Acting in the best interest of the client, proper security selection and portfolio construction supported by meaningful insights and analytics to make the best solutions visible to a client, has always been a fundamental obligation. In fact, I’m not really clear as to how anyone can provide investment advice in the client’s best interest any other way.  It does require, however, a unique set of skillsets that must be learned in theory and honed through experience.  Clients should expect you to act in their best interest and fiduciaries need to honor this expectation.  This obligation, which should be rather intuitive, is no different for the legal Employer Plan Sponsor of a Retirement Plan and those designated with discretion in administering and managing it.  Both FINRA and the DOL make it very clear that it is in one’s actions and responsibilities that manifests the role as a Fiduciary.

After reviewing and reverse engineering the 5500 tax filings of many large sponsors (and having many conversations with HR benefit representatives, some on the sponsor’s administrative committee) it is clear to me that they do not understand their fiduciary responsibilities.

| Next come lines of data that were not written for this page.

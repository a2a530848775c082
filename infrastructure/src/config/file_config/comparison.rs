//! Comparison defaults from TOML (`[comparison]` section)

use serde::{Deserialize, Serialize};

/// Raw comparison configuration from TOML
#[derive(Debug, Clone, PartialEq, Eq, Serialize, Deserialize)]
#[serde(default)]
pub struct FileComparisonConfig {
    /// Providers to compare when none are given on the command line.
    /// Empty means every registered provider enabled by default.
    pub providers: Vec<String>,
    /// Language of the text being analyzed
    pub source_language: String,
    /// Target language code for translations (`es`, `fr`, `tr`)
    pub target_language: String,
    /// Language grammar and usage explanations are written in
    pub response_language: String,
}

impl Default for FileComparisonConfig {
    fn default() -> Self {
        Self {
            providers: Vec::new(),
            source_language: "English".to_string(),
            target_language: "es".to_string(),
            response_language: "English".to_string(),
        }
    }
}
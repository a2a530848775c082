//! Progress reporting while providers are being called

use colored::Colorize;
use comparator_application::OutcomeSink;
use comparator_domain::{CallOutcome, ProviderDescriptor, ProviderId};
use indicatif::{MultiProgress, ProgressBar, ProgressStyle};
use std::collections::HashMap;
use std::sync::{Mutex, PoisonError};
use std::time::Duration;

/// One spinner per dispatched provider, finished as each one settles
pub struct ProgressReporter {
    multi: MultiProgress,
    bars: Mutex<HashMap<ProviderId, ProgressBar>>,
}

impl ProgressReporter {
    pub fn new() -> Self {
        Self {
            multi: MultiProgress::new(),
            bars: Mutex::new(HashMap::new()),
        }
    }

    fn spinner_style() -> ProgressStyle {
        ProgressStyle::default_spinner()
            .template("{spinner:.green} {prefix:.bold} {msg}")
            .unwrap_or_else(|_| ProgressStyle::default_spinner())
    }

    fn finished_style() -> ProgressStyle {
        ProgressStyle::default_spinner()
            .template("  {prefix:.bold} {msg}")
            .unwrap_or_else(|_| ProgressStyle::default_spinner())
    }
}

impl Default for ProgressReporter {
    fn default() -> Self {
        Self::new()
    }
}

impl OutcomeSink for ProgressReporter {
    fn on_dispatch(&self, providers: &[ProviderDescriptor]) {
        let mut bars = self.bars.lock().unwrap_or_else(PoisonError::into_inner);
        for descriptor in providers {
            let pb = self.multi.add(ProgressBar::new_spinner());
            pb.set_style(Self::spinner_style());
            pb.set_prefix(descriptor.display_name.clone());
            pb.set_message("waiting...");
            pb.enable_steady_tick(Duration::from_millis(100));
            bars.insert(descriptor.id.clone(), pb);
        }
    }

    fn on_outcome(&self, outcome: &CallOutcome) {
        let bar = self
            .bars
            .lock()
            .unwrap_or_else(PoisonError::into_inner)
            .remove(outcome.provider_id());
        if let Some(pb) = bar {
            pb.set_style(Self::finished_style());
            let status = match outcome.error() {
                None => format!("{} done", "✓".green()),
                Some(error) => format!("{} {}", "✗".red(), error),
            };
            pb.finish_with_message(status);
        }
    }
}

/// Simple text-based progress (no fancy UI)
pub struct SimpleProgress;

impl OutcomeSink for SimpleProgress {
    fn on_dispatch(&self, providers: &[ProviderDescriptor]) {
        let names: Vec<&str> = providers.iter().map(|d| d.display_name.as_str()).collect();
        eprintln!("{} Asking {}", "->".cyan(), names.join(", ").bold());
    }

    fn on_outcome(&self, outcome: &CallOutcome) {
        if outcome.is_success() {
            eprintln!("  {} {}", "✓".green(), outcome.provider_id());
        } else {
            eprintln!(
                "  {} {} ({})",
                "✗".red(),
                outcome.provider_id(),
                outcome.display_text()
            );
        }
    }
}

#[cfg(test)]
mod tests {
    use super::*;
    use comparator_domain::{CallError, ProviderKind};

    #[test]
    fn test_reporter_drops_settled_bars() {
        let reporter = ProgressReporter::new();
        reporter.on_dispatch(&[
            ProviderKind::Grok.descriptor(),
            ProviderKind::DeepSeek.descriptor(),
        ]);
        reporter.on_outcome(&CallOutcome::success("grok", "Hola"));
        reporter.on_outcome(&CallOutcome::failure(
            "deepseek",
            CallError::exhausted("DeepSeek", 3, None),
        ));

        assert!(reporter.bars.lock().unwrap().is_empty());
    }

    #[test]
    fn test_reporter_ignores_undispatched_outcome() {
        let reporter = ProgressReporter::new();
        reporter.on_dispatch(&[ProviderKind::Grok.descriptor()]);
        reporter.on_outcome(&CallOutcome::success("claude", "Hola"));

        assert_eq!(reporter.bars.lock().unwrap().len(), 1);
    }
}
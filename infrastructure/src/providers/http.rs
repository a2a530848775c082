//! Request execution and error normalization shared by every vendor

use comparator_domain::ProviderError;
use reqwest::RequestBuilder;
use serde::Deserialize;
use serde::de::DeserializeOwned;

/// Sampling temperature sent to every vendor
pub(crate) const TEMPERATURE: f32 = 0.7;

/// Output token cap sent to every vendor
pub(crate) const MAX_OUTPUT_TOKENS: u32 = 1000;

/// Where a vendor puts the human-readable message of a failure response
#[derive(Debug, Clone, Copy, PartialEq, Eq)]
pub enum ErrorShape {
    /// `{"error": {"message": "..."}}`
    Nested,
    /// `{"message": "..."}`
    TopLevel,
}

#[derive(Deserialize)]
struct ErrorEnvelope {
    error: Option<ErrorBody>,
    message: Option<String>,
}

#[derive(Deserialize)]
struct ErrorBody {
    message: Option<String>,
}

impl ErrorShape {
    fn message(self, body: &str) -> Option<String> {
        let envelope: ErrorEnvelope = serde_json::from_str(body).ok()?;
        match self {
            ErrorShape::Nested => envelope.error.and_then(|e| e.message),
            ErrorShape::TopLevel => envelope.message,
        }
    }
}

/// Send `request` once and decode a success body as `T`.
///
/// Failure statuses become [`ProviderError::Http`] carrying the vendor's
/// message, or the status reason phrase when the body has none.
pub(crate) async fn execute<T: DeserializeOwned>(
    request: RequestBuilder,
    vendor: &str,
    shape: ErrorShape,
) -> Result<T, ProviderError> {
    let response = request
        .send()
        .await
        .map_err(|e| ProviderError::Network(e.to_string()))?;

    let status = response.status();
    let body = response
        .text()
        .await
        .map_err(|e| ProviderError::Network(e.to_string()))?;

    if !status.is_success() {
        let message = shape
            .message(&body)
            .unwrap_or_else(|| status.canonical_reason().unwrap_or("Unknown error").to_string());
        return Err(ProviderError::http(vendor, status.as_u16(), message));
    }

    serde_json::from_str(&body)
        .map_err(|e| ProviderError::malformed(format!("Failed to parse {vendor} response: {e}")))
}

/// Trimmed text, or a malformed-response error naming what was missing.
///
/// Blank text counts as missing.
pub(crate) fn require_text(
    text: Option<String>,
    vendor: &str,
    missing: &str,
) -> Result<String, ProviderError> {
    text.map(|t| t.trim().to_string())
        .filter(|t| !t.is_empty())
        .ok_or_else(|| ProviderError::malformed(format!("No {missing} in {vendor} response")))
}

It also seems as if many Plan Sponsors justify their actions via ERISA’s definitions and not the DOL’s.  In fact, I don’t believe that most are even capable of acting in the participant’s best interest because they are not trained money managers, product specialists, and cannot apply the proper techniques and analytics to do so.  This, in itself, is a breach of fiduciary responsibility because there is no way to supervise the Administrator, Record-keeper, Investment Advisor, Auditor, and all other partners being compensated to implement and execute the Retirement Plan. This, to me, inhibits oversight which is the primary causation of  fiduciary breeches.